The Petroleum Industry in the Next 20 Years: Energy Transition and Security
Please permit me to stand on all existing protocols.
First, I want to thank the IPES for the opportunity to share my thoughts on this very pertinent subject, with your distinguished faculty, today’s graduands and their families, industry colleagues, and others here present at this induction ceremony and 20th anniversary celebration of the Institute of Petroleum and Energy Studies (IPES).
I give my warm congratulations to the Institute on attaining the remarkable milestone of your 20th anniversary. As I reflect on the Institute’s achievements over the past two decades, the impact of IPES on the Nigeria petroleum industry is clear, as well as the impact on the lives of those it has touched. Your contributions have helped shape the landscape of petroleum education, research, and capacity development. Hence, I look forward to the next 20 years of impactful contributions to our industry, our country and the world.
Today, we are here to unravel the complex narrative of the future of the petroleum industry and its critical role in the global energy matrix.
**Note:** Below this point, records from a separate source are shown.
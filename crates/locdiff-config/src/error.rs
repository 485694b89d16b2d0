//! Configuration error types

use std::io;
use std::path::PathBuf;
use thiserror::Error;

/// Configuration error type
#[derive(Debug, Error)]
pub enum ConfigError {
    /// IO error reading a config file
    #[error("Failed to read config file {path}: {source}")]
    Io {
        /// File that could not be read
        path: PathBuf,
        /// Underlying IO error
        #[source]
        source: io::Error,
    },

    /// TOML document could not be parsed
    #[error("TOML parse error: {0}")]
    Toml(#[from] toml::de::Error),

    /// JSON config sheet could not be parsed
    #[error("Config sheet parse error: {0}")]
    Json(#[from] serde_json::Error),

    /// A parsed value is outside its allowed range
    #[error("Invalid configuration value for '{field}': {message}")]
    InvalidValue {
        /// Dotted path of the offending field
        field: String,
        /// Why the value was rejected
        message: String,
    },
}

/// Specialized Result type for configuration operations
pub type ConfigResult<T> = Result<T, ConfigError>;

impl ConfigError {
    /// Create an invalid value error
    pub fn invalid_value(field: impl Into<String>, message: impl Into<String>) -> Self {
        Self::InvalidValue {
            field: field.into(),
            message: message.into(),
        }
    }
}

#[cfg(test)]
mod tests {
    use super::*;

    #[test]
    fn test_invalid_value_display() {
        let err = ConfigError::invalid_value("diff.min_common_list_items", "must be at least 1");
        assert_eq!(
            err.to_string(),
            "Invalid configuration value for 'diff.min_common_list_items': must be at least 1"
        );
    }

    #[test]
    fn test_json_error_conversion() {
        let json_err = serde_json::from_str::<serde_json::Value>("{").unwrap_err();
        let err: ConfigError = json_err.into();
        assert!(matches!(err, ConfigError::Json(_)));
    }
}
In my discourse, I will be talking about the intricate dance between energy demand and supply, energy transition, the key drivers and trends that will likely dominate the energy landscape of the next 20 years and beyond, what our imperatives should be from a Nigerian/ Sub-Sahara African (SSA) perspective in order to have a more robust energy system, and some of the attributes that will be seen in future industry leaders.
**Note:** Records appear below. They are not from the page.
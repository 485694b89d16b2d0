//! Diffable blocks

use crate::canonical::{canonicalize_element, SECTION_BOUNDARY_SENTINEL};
use crate::dom::Element;
use crate::hash::{hash_concat, hash_str, ContentHash};

/// One unit of diffable content
///
/// Element and group blocks borrow from the document snapshot. Only a merged
/// list, rebuilt by list reconciliation, owns its element.
#[derive(Debug, Clone, PartialEq, Eq)]
pub enum Block<'a> {
    /// A top-level child of a section
    Element(&'a Element),
    /// Marks where one section ends and the next begins
    SectionBoundary,
    /// Consecutive blocks between group markers. Members are only ever
    /// `Element` or `SectionBoundary`.
    Group(Vec<Block<'a>>),
    /// A list whose children were diffed individually and already carry markers
    MergedList(Box<Element>),
}

impl<'a> Block<'a> {
    pub fn is_section_boundary(&self) -> bool {
        matches!(self, Block::SectionBoundary)
    }

    pub fn is_group(&self) -> bool {
        matches!(self, Block::Group(_))
    }

    pub fn as_element(&self) -> Option<&Element> {
        match self {
            Block::Element(el) => Some(*el),
            Block::MergedList(el) => Some(el.as_ref()),
            _ => None,
        }
    }

    /// Borrowed `ul`/`ol` element, if this block is a plain list
    pub fn as_list(&self) -> Option<&'a Element> {
        match self {
            Block::Element(el) if is_list(el) => Some(*el),
            _ => None,
        }
    }

    /// Canonical serialization; groups concatenate their members
    pub fn canonical(&self) -> String {
        match self {
            Block::Element(el) => canonicalize_element(el),
            Block::SectionBoundary => SECTION_BOUNDARY_SENTINEL.to_string(),
            Block::Group(members) => members.iter().map(Block::canonical).collect(),
            Block::MergedList(el) => canonicalize_element(el),
        }
    }

    pub fn content_hash(&self) -> ContentHash {
        match self {
            Block::Group(members) => {
                let parts: Vec<String> = members.iter().map(Block::canonical).collect();
                hash_concat(parts.iter().map(String::as_str))
            }
            other => hash_str(&other.canonical()),
        }
    }

    /// Short label for logs
    pub fn label(&self) -> String {
        match self {
            Block::Element(el) => el.tag.clone(),
            Block::SectionBoundary => "section".to_string(),
            Block::Group(members) => format!("group[{}]", members.len()),
            Block::MergedList(el) => format!("merged-{}", el.tag),
        }
    }
}

/// A block paired with the hash of its canonical form
#[derive(Debug, Clone, PartialEq, Eq)]
pub struct HashedBlock<'a> {
    pub block: Block<'a>,
    pub hash: ContentHash,
}

impl<'a> HashedBlock<'a> {
    pub fn new(block: Block<'a>) -> Self {
        let hash = block.content_hash();
        Self { block, hash }
    }
}

pub fn is_list(el: &Element) -> bool {
    el.is_tag("ul") || el.is_tag("ol")
}

#[cfg(test)]
mod tests {
    use super::*;

    #[test]
    fn test_group_hash_is_concatenation() {
        let a = Element::new("p").with_text("a");
        let b = Element::new("p").with_text("b");
        let group = Block::Group(vec![Block::Element(&a), Block::SectionBoundary, Block::Element(&b)]);
        let expected = format!("<p>a</p>{}<p>b</p>", SECTION_BOUNDARY_SENTINEL);
        assert_eq!(group.canonical(), expected);
        assert_eq!(group.content_hash(), hash_str(&expected));
    }

    #[test]
    fn test_boundaries_share_a_hash() {
        assert_eq!(
            Block::SectionBoundary.content_hash(),
            Block::SectionBoundary.content_hash()
        );
    }

    #[test]
    fn test_as_list() {
        let ul = Element::new("ul");
        let p = Element::new("p");
        assert!(Block::Element(&ul).as_list().is_some());
        assert!(Block::Element(&p).as_list().is_none());
        assert!(Block::MergedList(Box::new(ul.clone())).as_list().is_none());
    }
}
The Role of Petroleum in the Global Energy System
The global energy system has evolved over the past few centuries, with coal forming the bed rock of primary energy supply and transiting to a system that is dominated by petroleum.
With the discovery of petroleum in the 1850s, gas and petroleum products increasingly became the major source of global energy. Estimates from the 2023 Energy Institute Statistical Review indicate that for 2022, petroleum accounted for ca. 55% of global energy supply, followed by coal 27%, renewables 7%, hydro 7% and nuclear 4%.
Petroleum is the lifeblood of modern civilization. The transportation sector, consuming more than half of petroleum products, is the most visible testament to this fact. Roads, railways, air travel paths and waterways crisscrossing continents are the veins through which the lifeblood of commerce flows, fueled by petroleum.
Petrochemicals, comprising 17% of petroleum use in 2022, are less visible but equally vital, forming everything from plastics to chemicals and pharmaceuticals. Petroleum is found in items as diverse as footballs, bicycles, tires, electronics etc. In our homes, we are surrounded by and depend on products that contain petroleum – housepaint, trash bags, roofing, shoes, telephones, hair curlers, clothes and even crayons contain refined petroleum.
Historical and Future Energy Demand
Petroleum has catalyzed revolutions, built economies, and defined geopolitical landscapes. It is woven into our everyday life even though in the past decade, there has been increasing calls for a transition of the global energy system away from fossil sources (petroleum and coal) to non-fossil sources.
Projections into 2050 spotlight a growing energy demand and an evolving energy mix. Future global energy demand is projected to grow by approximately 30% over the next 30 years. The growth in energy demand will be driven primarily by population growth, (currently 8bln, projected to grow to 10bln by 2050), urbanisation (currently at 56%, projected to grow to 70% by 2050), improvement in energy access (49% of SSA currently has no access to electricity) and economic growth. Nigeria, as you all recognise, typifies all these factors.
Given the realities of global energy demand – on one hand, considering the available fossil energy supply sources and infrastructure; and on the other hand, considering the nascency of the non-fossil energy sources, related complexities, capital requirement and technological innovation needed to build up this capacity; it is clear that petroleum will remain a key source of energy for the world for decades to come. Additionally, the non-fossil energy sources, comprising renewables and others, will also grow rapidly to meet this increasing global energy requirement.
So, the emerging energy system will not be fossil or non-fossil, it will be fossil and non-fossil, in a manner that carbon emissions are reduced, eliminated and/or captured.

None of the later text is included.